WHAT YOU HAVE TO DO:
Reproduce the data in full, exactly as it appears.

INFORMATION SHOWN:
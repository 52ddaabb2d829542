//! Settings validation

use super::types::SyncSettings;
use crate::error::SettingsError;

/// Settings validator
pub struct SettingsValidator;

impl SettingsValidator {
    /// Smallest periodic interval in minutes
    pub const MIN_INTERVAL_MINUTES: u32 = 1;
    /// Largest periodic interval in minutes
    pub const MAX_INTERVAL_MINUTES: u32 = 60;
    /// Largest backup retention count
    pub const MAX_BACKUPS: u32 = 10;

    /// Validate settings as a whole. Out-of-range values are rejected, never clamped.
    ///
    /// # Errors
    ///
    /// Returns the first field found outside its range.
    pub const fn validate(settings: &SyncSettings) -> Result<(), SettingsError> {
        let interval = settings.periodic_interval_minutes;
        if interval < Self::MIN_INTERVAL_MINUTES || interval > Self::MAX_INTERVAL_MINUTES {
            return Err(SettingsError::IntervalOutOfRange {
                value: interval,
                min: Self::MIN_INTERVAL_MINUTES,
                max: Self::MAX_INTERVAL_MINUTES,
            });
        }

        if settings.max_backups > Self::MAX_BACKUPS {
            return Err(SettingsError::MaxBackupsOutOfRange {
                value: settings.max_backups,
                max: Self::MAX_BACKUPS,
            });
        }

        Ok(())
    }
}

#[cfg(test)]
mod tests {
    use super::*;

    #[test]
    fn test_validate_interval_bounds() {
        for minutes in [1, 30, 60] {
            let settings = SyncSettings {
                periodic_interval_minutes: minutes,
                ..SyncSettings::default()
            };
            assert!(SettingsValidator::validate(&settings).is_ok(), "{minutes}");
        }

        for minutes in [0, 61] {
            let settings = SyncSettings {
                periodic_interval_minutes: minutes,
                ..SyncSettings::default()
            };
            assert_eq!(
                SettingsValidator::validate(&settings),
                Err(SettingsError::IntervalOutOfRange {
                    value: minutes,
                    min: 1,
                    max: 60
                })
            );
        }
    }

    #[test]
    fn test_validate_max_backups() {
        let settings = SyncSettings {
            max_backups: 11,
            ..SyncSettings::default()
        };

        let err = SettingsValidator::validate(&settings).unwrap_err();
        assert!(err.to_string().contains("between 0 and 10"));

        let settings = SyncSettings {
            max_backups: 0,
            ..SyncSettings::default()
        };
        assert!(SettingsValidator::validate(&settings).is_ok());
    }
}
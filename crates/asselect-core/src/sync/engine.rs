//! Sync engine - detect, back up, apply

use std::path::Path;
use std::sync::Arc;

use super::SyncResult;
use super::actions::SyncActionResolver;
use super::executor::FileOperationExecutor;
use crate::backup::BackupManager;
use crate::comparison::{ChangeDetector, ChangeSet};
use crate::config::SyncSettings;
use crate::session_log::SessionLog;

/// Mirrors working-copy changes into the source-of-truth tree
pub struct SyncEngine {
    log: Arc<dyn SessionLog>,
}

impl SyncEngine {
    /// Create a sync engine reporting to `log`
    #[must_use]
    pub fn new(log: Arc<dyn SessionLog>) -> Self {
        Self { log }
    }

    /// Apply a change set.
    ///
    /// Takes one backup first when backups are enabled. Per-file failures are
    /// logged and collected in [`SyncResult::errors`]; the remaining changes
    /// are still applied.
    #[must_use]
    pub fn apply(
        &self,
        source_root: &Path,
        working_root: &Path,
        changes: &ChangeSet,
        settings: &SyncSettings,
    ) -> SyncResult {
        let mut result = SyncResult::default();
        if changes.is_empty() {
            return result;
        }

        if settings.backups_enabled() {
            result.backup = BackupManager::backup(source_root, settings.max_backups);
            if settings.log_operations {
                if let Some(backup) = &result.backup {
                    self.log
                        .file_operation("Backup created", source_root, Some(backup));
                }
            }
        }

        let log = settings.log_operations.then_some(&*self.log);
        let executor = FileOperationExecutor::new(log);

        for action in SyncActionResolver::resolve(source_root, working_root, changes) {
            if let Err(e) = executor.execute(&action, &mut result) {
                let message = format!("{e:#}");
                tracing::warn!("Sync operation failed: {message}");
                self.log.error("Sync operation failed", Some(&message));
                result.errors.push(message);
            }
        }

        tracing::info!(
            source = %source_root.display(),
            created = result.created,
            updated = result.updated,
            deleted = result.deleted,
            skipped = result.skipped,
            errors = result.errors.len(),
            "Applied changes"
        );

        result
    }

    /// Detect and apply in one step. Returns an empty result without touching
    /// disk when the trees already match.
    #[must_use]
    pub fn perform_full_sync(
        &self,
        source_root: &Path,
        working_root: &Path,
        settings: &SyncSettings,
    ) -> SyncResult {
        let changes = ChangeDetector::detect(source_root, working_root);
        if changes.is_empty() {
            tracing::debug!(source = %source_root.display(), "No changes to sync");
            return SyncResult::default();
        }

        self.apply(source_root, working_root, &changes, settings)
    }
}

WRITTEN RESPONSE:
repository 52ddaabb2d829542
//! Settings validation

use super::types::SyncSettings;
use crate::error::SettingsError;

/// Settings validator
pub struct SettingsValidator;

impl SettingsValidator {
    /// Smallest periodic interval in minutes
    pub const MIN_INTERVAL_MINUTES: u32 = 1;
    /// Largest periodic interval in minutes
    pub const MAX_INTERVAL_MINUTES: u32 = 60;
    /// Largest backup retention count
    pub const MAX_BACKUPS: u32 = 10;

    /// Validate settings as a whole. Out-of-range values are rejected, never clamped.
    ///
    /// # Errors
    ///
    /// Returns the first field found outside its range.
    pub const fn validate(settings: &SyncSettings) -> Result<(), SettingsError> {
        let interval = settings.periodic_interval_minutes;
        if interval < Self::MIN_INTERVAL_MINUTES || interval > Self::MAX_INTERVAL_MINUTES {
            return Err(SettingsError::IntervalOutOfRange {
                value: interval,
                min: Self::MIN_INTERVAL_MINUTES,
                max: Self::MAX_INTERVAL_MINUTES,
            });
        }

        if settings.max_backups > Self::MAX_BACKUPS {
            return Err(SettingsError::MaxBackupsOutOfRange {
                value: settings.max_backups,
                max: Self::MAX_BACKUPS,
            });
        }

        Ok(())
    }
}

#[cfg(test)]
mod tests {
    use super::*;

    #[test]
    fn test_validate_interval_bounds() {
        for minutes in [1, 30, 60] {
            let settings = SyncSettings {
                periodic_interval_minutes: minutes,
                ..SyncSettings::default()
            };
            assert!(SettingsValidator::validate(&settings).is_ok(), "{minutes}");
        }

        for minutes in [0, 61] {
            let settings = SyncSettings {
                periodic_interval_minutes: minutes,
                ..SyncSettings::default()
            };
            assert_eq!(
                SettingsValidator::validate(&settings),
                Err(SettingsError::IntervalOutOfRange {
                    value: minutes,
                    min: 1,
                    max: 60
                })
            );
        }
    }

    #[test]
    fn test_validate_max_backups() {
        let settings = SyncSettings {
            max_backups: 11,
            ..SyncSettings::default()
        };

        let err = SettingsValidator::validate(&settings).unwrap_err();
        assert!(err.to_string().contains("between 0 and 10"));

        let settings = SyncSettings {
            max_backups: 0,
            ..SyncSettings::default()
        };
        assert!(SettingsValidator::validate(&settings).is_ok());
    }
}
filename crates/asselect-core/src/sync/engine.rs
//! Sync engine - detect, back up, apply

use std::path::Path;
use std::sync::Arc;

use super::SyncResult;
use super::actions::SyncActionResolver;
use super::executor::FileOperationExecutor;
use crate::backup::BackupManager;
use crate::comparison::{ChangeDetector, ChangeSet};
use crate::config::SyncSettings;
use crate::session_log::SessionLog;

/// Mirrors working-copy changes into the source-of-truth tree
pub struct SyncEngine {
    log: Arc<dyn SessionLog>,
}

impl SyncEngine {
    /// Create a sync engine reporting to `log`
    #[must_use]
    pub fn new(log: Arc<dyn SessionLog>) -> Self {
        Self { log }
    }

    /// Apply a change set.
    ///
    /// Takes one backup first when backups are enabled. Per-file failures are
    /// logged and collected in [`SyncResult::errors`]; the remaining changes
    /// are still applied.
    #[must_use]
    pub fn apply(
        &self,
        source_root: &Path,
        working_root: &Path,
        changes: &ChangeSet,
        settings: &SyncSettings,
    ) -> SyncResult {
        let mut result = SyncResult::default();
        if changes.is_empty() {
            return result;
        }

        if settings.backups_enabled() {
            result.backup = BackupManager::backup(source_root, settings.max_backups);
            if settings.log_operations {
                if let Some(backup) = &result.backup {
                    self.log
                        .file_operation("Backup created", source_root, Some(backup));
                }
            }
        }

        let log = settings.log_operations.then_some(&*self.log);
        let executor = FileOperationExecutor::new(log);

        for action in SyncActionResolver::resolve(source_root, working_root, changes) {
            if let Err(e) = executor.execute(&action, &mut result) {
                let message = format!("{e:#}");
                tracing::warn!("Sync operation failed: {message}");
                self.log.error("Sync operation failed", Some(&message));
                result.errors.push(message);
            }
        }

        tracing::info!(
            source = %source_root.display(),
            created = result.created,
            updated = result.updated,
            deleted = result.deleted,
            skipped = result.skipped,
            errors = result.errors.len(),
            "Applied changes"
        );

        result
    }

    /// Detect and apply in one step. Returns an empty result without touching
    /// disk when the trees already match.
    #[must_use]
    pub fn perform_full_sync(
        &self,
        source_root: &Path,
        working_root: &Path,
        settings: &SyncSettings,
    ) -> SyncResult {
        let changes = ChangeDetector::detect(source_root, working_root);
        if changes.is_empty() {
            tracing::debug!(source = %source_root.display(), "No changes to sync");
            return SyncResult::default();
        }

        self.apply(source_root, working_root, &changes, settings)
    }
}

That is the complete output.